◆ **WHAT IS REQUIRED**
Beginning with the line that holds "failure is returned.", please retype each line through the end of the listing below, both ends included, and nothing more.

BEGIN SUPPLIED RECORDS

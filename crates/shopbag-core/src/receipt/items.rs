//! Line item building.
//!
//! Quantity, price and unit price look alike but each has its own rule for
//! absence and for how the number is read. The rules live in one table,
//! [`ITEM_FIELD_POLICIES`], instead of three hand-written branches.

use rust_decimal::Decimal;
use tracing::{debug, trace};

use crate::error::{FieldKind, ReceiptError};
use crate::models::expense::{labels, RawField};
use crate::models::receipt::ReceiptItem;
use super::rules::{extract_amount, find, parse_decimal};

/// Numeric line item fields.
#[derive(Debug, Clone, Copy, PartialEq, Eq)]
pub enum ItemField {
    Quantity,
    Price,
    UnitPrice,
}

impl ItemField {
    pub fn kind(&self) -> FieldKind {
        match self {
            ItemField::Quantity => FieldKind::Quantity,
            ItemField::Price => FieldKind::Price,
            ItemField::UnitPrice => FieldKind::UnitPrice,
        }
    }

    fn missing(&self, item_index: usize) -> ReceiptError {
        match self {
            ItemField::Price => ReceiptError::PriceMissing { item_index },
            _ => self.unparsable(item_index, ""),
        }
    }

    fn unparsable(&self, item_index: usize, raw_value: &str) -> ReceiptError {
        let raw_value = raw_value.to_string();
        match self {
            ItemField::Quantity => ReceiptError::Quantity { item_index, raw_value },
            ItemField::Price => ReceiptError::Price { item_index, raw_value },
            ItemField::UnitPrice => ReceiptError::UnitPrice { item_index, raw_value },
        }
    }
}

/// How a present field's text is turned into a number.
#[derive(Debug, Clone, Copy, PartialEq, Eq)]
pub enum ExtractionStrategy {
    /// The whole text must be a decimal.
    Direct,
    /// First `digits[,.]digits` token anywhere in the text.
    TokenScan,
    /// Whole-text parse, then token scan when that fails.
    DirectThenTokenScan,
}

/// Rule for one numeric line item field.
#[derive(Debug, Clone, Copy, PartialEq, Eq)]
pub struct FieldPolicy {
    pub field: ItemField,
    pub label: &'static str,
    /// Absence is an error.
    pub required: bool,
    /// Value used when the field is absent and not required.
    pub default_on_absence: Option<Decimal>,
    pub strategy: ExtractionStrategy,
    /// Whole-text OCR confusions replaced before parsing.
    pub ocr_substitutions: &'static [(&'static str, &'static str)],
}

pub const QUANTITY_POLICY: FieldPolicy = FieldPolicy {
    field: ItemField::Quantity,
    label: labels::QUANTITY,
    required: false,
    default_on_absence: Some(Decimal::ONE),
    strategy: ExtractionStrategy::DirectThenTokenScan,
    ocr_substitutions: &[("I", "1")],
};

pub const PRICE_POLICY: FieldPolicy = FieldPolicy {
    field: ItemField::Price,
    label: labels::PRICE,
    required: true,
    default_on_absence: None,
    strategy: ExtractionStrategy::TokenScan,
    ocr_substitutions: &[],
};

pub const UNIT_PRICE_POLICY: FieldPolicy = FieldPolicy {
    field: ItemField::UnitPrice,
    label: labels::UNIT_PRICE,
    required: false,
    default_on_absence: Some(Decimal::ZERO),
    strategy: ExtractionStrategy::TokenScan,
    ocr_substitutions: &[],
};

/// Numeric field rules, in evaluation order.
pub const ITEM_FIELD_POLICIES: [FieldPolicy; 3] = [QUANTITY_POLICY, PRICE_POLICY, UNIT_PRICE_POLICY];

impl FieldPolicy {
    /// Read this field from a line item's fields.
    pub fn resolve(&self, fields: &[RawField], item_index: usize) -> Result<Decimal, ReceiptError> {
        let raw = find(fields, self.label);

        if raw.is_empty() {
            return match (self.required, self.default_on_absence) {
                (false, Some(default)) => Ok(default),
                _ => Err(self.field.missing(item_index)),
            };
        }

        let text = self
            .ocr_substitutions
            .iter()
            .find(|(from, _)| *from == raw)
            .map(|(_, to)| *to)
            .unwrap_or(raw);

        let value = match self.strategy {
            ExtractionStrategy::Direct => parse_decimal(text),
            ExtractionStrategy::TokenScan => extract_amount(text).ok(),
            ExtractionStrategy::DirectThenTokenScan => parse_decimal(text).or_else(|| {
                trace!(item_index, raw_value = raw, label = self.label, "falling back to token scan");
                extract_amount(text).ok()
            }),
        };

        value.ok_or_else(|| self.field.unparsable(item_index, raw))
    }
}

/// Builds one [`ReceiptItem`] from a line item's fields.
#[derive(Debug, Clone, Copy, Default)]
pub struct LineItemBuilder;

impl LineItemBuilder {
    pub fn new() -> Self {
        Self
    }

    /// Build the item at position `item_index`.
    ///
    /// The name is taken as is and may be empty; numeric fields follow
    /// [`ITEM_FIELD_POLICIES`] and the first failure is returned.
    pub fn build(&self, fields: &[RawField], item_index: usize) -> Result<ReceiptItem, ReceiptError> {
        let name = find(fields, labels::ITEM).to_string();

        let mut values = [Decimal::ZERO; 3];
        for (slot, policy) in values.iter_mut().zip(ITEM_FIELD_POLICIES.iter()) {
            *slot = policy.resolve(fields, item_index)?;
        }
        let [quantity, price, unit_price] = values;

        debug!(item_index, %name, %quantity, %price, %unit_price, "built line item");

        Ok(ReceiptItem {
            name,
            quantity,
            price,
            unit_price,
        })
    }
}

END SUPPLIED RECORDS

◆ **ANSWER BOX**
    /// [`ITEM_FIELD_POLICIES`] and the first failure is returned.
    pub fn build(&self, fields: &[RawField], item_index: usize) -> Result<ReceiptItem, ReceiptError> {
        let name = find(fields, labels::ITEM).to_string();

        let mut values = [Decimal::ZERO; 3];
        for (slot, policy) in values.iter_mut().zip(ITEM_FIELD_POLICIES.iter()) {
            *slot = policy.resolve(fields, item_index)?;
        }
        let [quantity, price, unit_price] = values;

        debug!(item_index, %name, %quantity, %price, %unit_price, "built line item");

        Ok(ReceiptItem {
            name,
            quantity,
            price,
            unit_price,
        })
    }
}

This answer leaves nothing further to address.